The White House on Tuesday bashed House Republicans for pursuing “handouts” for pharmaceutical companies to highlight its announcement of the first 10 drugs chosen for Medicare price negotiation under the Inflation Reduction Act (IRA).
“[A]s the Biden Administration takes these newest historic actions to lower drug costs for Americans and strengthen Medicare, congressional Republicans continue to side with Big Pharma’s price gouging and cuts to Medicare benefits instead,” White House spokesman Andrew Bates wrote in a memo.
“Not only do congressional Republicans want to take the new benefits being announced today away from Americans with repeal legislation — they are even siding with Big Pharma’s lawsuits to stop them in their tracks,” he wrote.
The drugs, announced Tuesday by the White House, were chosen based on their eligibility under the Inflation Reduction Act, which President Biden signed into law in a year ago. They account for $50.5 billion in total gross Medicare Part D costs.

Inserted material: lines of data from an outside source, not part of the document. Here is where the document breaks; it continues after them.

//! Concurrent fan-out of one change across a subject's dependent records.
//!
//! `apply_to_all` discovers the records owned by a subject key on the
//! discovery pool, then writes each one as its own task on the apply pool.
//! A failed (or panicking) write is logged at that record's boundary and
//! never affects its siblings. The caller gets a [`CompletionHandle`] that
//! moves from `Running` to `Settled` once every write has finished,
//! whatever the outcomes.
//!
//! Each write re-reads its record first, so it applies on top of the latest
//! stored state. A record deleted after discovery is skipped, not recreated.
//!
//! Per-record lifecycle: `Pending -> Applied | Failed | Skipped`.

use std::sync::Arc;

use orderlink_core::WorkerPool;
use orderlink_storage::{DynStore, Record};
use tokio::sync::{Semaphore, watch};
use tokio::task::JoinSet;
use tracing::{debug, error, info, warn};

use crate::cache::RecordCache;

/// State of one fan-out run.
#[derive(Debug, Clone, Copy, PartialEq, Eq)]
pub enum FanoutState {
    Running,
    Settled,
}

/// Final state of one record's write.
#[derive(Debug, Clone, Copy, PartialEq, Eq)]
pub enum RecordOutcome {
    Applied,
    Failed,
    /// Gone by the time its write ran.
    Skipped,
}

/// Observes a fan-out run. Carries no aggregate success status.
#[derive(Debug, Clone)]
pub struct CompletionHandle {
    subject: Arc<str>,
    state: watch::Receiver<FanoutState>,
}

impl CompletionHandle {
    pub fn subject(&self) -> &str {
        &self.subject
    }

    pub fn state(&self) -> FanoutState {
        *self.state.borrow()
    }

    pub fn is_settled(&self) -> bool {
        self.state() == FanoutState::Settled
    }

    /// Wait until every per-record write has settled.
    ///
    /// Also returns if the run was abandoned because its pool shut down.
    pub async fn settled(&self) {
        let mut state = self.state.clone();
        let _ = state.wait_for(|s| *s == FanoutState::Settled).await;
    }
}

/// Applies a mutation to every record owned by a subject key.
pub struct FanoutUpdater<R: Record> {
    store: DynStore<R>,
    cache: Arc<RecordCache<R>>,
    discovery: Arc<WorkerPool>,
    apply: Arc<WorkerPool>,
    in_flight: Option<Arc<Semaphore>>,
}

impl<R: Record> FanoutUpdater<R> {
    pub fn new(
        store: DynStore<R>,
        cache: Arc<RecordCache<R>>,
        discovery: Arc<WorkerPool>,
        apply: Arc<WorkerPool>,
    ) -> Self {
        Self {
            store,
            cache,
            discovery,
            apply,
            in_flight: None,
        }
    }

    /// Cap the number of writes in flight at once.
    pub fn with_max_in_flight(mut self, limit: Option<usize>) -> Self {
        self.in_flight = limit.map(|n| Arc::new(Semaphore::new(n.max(1))));
        self
    }

    /// Start applying `mutation` to every record owned by `subject_key`.
    ///
    /// Returns immediately. After a record's write succeeds its cache entry
    /// is written through; after a failure the cache is left alone.
    pub fn apply_to_all<F>(&self, subject_key: impl Into<String>, mutation: F) -> CompletionHandle
    where
        F: Fn(&mut R) + Send + Sync + 'static,
    {
        let subject: Arc<str> = Arc::from(subject_key.into());
        let (state_tx, state_rx) = watch::channel(FanoutState::Running);

        let run = FanoutRun {
            subject: subject.clone(),
            store: self.store.clone(),
            cache: self.cache.clone(),
            apply: self.apply.clone(),
            in_flight: self.in_flight.clone(),
            mutation: Arc::new(mutation),
        };
        self.discovery.spawn(async move {
            run.execute().await;
            state_tx.send_replace(FanoutState::Settled);
        });

        CompletionHandle {
            subject,
            state: state_rx,
        }
    }
}

impl<R: Record> std::fmt::Debug for FanoutUpdater<R> {
    fn fmt(&self, f: &mut std::fmt::Formatter<'_>) -> std::fmt::Result {
        f.debug_struct("FanoutUpdater")
            .field("kind", &R::KIND)
            .field("discovery", &self.discovery)
            .field("apply", &self.apply)
            .field("bounded", &self.in_flight.is_some())
            .finish()
    }
}

// ============================================================================
// One run
// ============================================================================

struct FanoutRun<R: Record, F> {
    subject: Arc<str>,
    store: DynStore<R>,
    cache: Arc<RecordCache<R>>,
    apply: Arc<WorkerPool>,
    in_flight: Option<Arc<Semaphore>>,
    mutation: Arc<F>,
}

impl<R, F> FanoutRun<R, F>
where
    R: Record,
    F: Fn(&mut R) + Send + Sync + 'static,
{
    async fn execute(self) {
        let records = match self.store.list_by_owner(&self.subject).await {
            Ok(records) => records,
            Err(e) => {
                warn!(
                    kind = R::KIND,
                    subject = %self.subject,
                    error = %e,
                    "Fan-out discovery failed, nothing applied"
                );
                return;
            }
        };

        let total = records.len();
        debug!(kind = R::KIND, subject = %self.subject, records = total, "Fan-out started");

        let mut tasks = JoinSet::new();
        for record in records {
            let id = record.id().clone();
            debug!(kind = R::KIND, id = %id, "Fan-out record pending");
            tasks.spawn_on(
                apply_one(
                    id,
                    self.store.clone(),
                    self.cache.clone(),
                    self.in_flight.clone(),
                    self.mutation.clone(),
                ),
                self.apply.handle(),
            );
        }

        let (mut applied, mut failed, mut skipped) = (0usize, 0usize, 0usize);
        while let Some(joined) = tasks.join_next().await {
            match joined {
                Ok(RecordOutcome::Applied) => applied += 1,
                Ok(RecordOutcome::Failed) => failed += 1,
                Ok(RecordOutcome::Skipped) => skipped += 1,
                Err(join_err) => {
                    failed += 1;
                    error!(
                        kind = R::KIND,
                        subject = %self.subject,
                        error = %join_err,
                        "Fan-out write task panicked"
                    );
                }
            }
        }

        info!(
            kind = R::KIND,
            subject = %self.subject,
            total,
            applied,
            failed,
            skipped,
            "Fan-out settled"
        );
    }
}

async fn apply_one<R, F>(
    id: R::Id,
    store: DynStore<R>,
    cache: Arc<RecordCache<R>>,
    in_flight: Option<Arc<Semaphore>>,
    mutation: Arc<F>,
) -> RecordOutcome
where
    R: Record,
    F: Fn(&mut R) + Send + Sync + 'static,
{
    let _permit = match in_flight {
        Some(limit) => limit.acquire_owned().await.ok(),
        None => None,
    };

    let mut record = match store.get_by_id(&id).await {
        Ok(Some(record)) => record,
        Ok(None) => {
            debug!(kind = R::KIND, id = %id, "Fan-out record gone, skipped");
            return RecordOutcome::Skipped;
        }
        Err(e) => {
            warn!(
                kind = R::KIND,
                id = %id,
                error = %e,
                category = %e.category(),
                "Fan-out record reload failed, left unchanged"
            );
            return RecordOutcome::Failed;
        }
    };

    mutation(&mut record);
    match store.save(&record).await {
        Ok(saved) => {
            cache.write_through(&saved);
            debug!(kind = R::KIND, id = %saved.id(), "Fan-out record applied");
            RecordOutcome::Applied
        }
        Err(e) => {
            warn!(
                kind = R::KIND,
                id = %record.id(),
                error = %e,
                category = %e.category(),
                "Fan-out record failed, left unchanged"
            );
            RecordOutcome::Failed
        }
    }
}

Negotiations over these drugs will take place in 2023 and 2024, and drugmakers have until Oct. 1 to sign agreements, according to the law. However, industry groups are seeking an injunction by that date amid various legal efforts to block the law entirely. Even if it goes forward as planned, actual savings would not kick in until 2026.
In his memo, Bates noted that Republicans have floated trying to repeal Biden’s plan to let Medicare negotiate lower drug costs, pointing to the 2022 midterms when some Republicans said an agenda item would be to claw back the law.
He said doing so would benefit only big pharmaceutical companies and contrasted the GOP economic agenda to Biden’s economic agenda, dubbed Bidenomics.
“The handouts congressional Republicans are pursuing for Big Pharma would explode our deficit, weaken Medicare, and subject more American seniors and families to price gouging for life-saving medicines,” Bates wrote.
“Across the board, the hallmark of congressional Republicans’ trickle-down economic agenda is to increase costs and financial burdens shouldered by hardworking Americans in exchange for welfare payoffs to the super rich and multinational corporations. In this case, Big Pharma.”
“We should be bolstering Medicare’s ability to lower drug costs for families, instead of trying to erase them,” he added.
Rep. Morgan Griffith (R-Va.), among the GOP critics of the drug negotiations, said in a hearing in June the plan is “an unconstitutional taking” and it will likely face challenges in the courts, in light of a Merck lawsuit against the drug pricing provision.
Ahead of the midterm elections, Rep. Kevin Brady (R-Texas) said repealing the law could be a GOP agenda item “because those drug provisions are so dangerous, by discouraging investment in life-saving cures,” Axios reported at the time.
Later Tuesday, Biden is expected to give a speech to mark the selection of the drugs.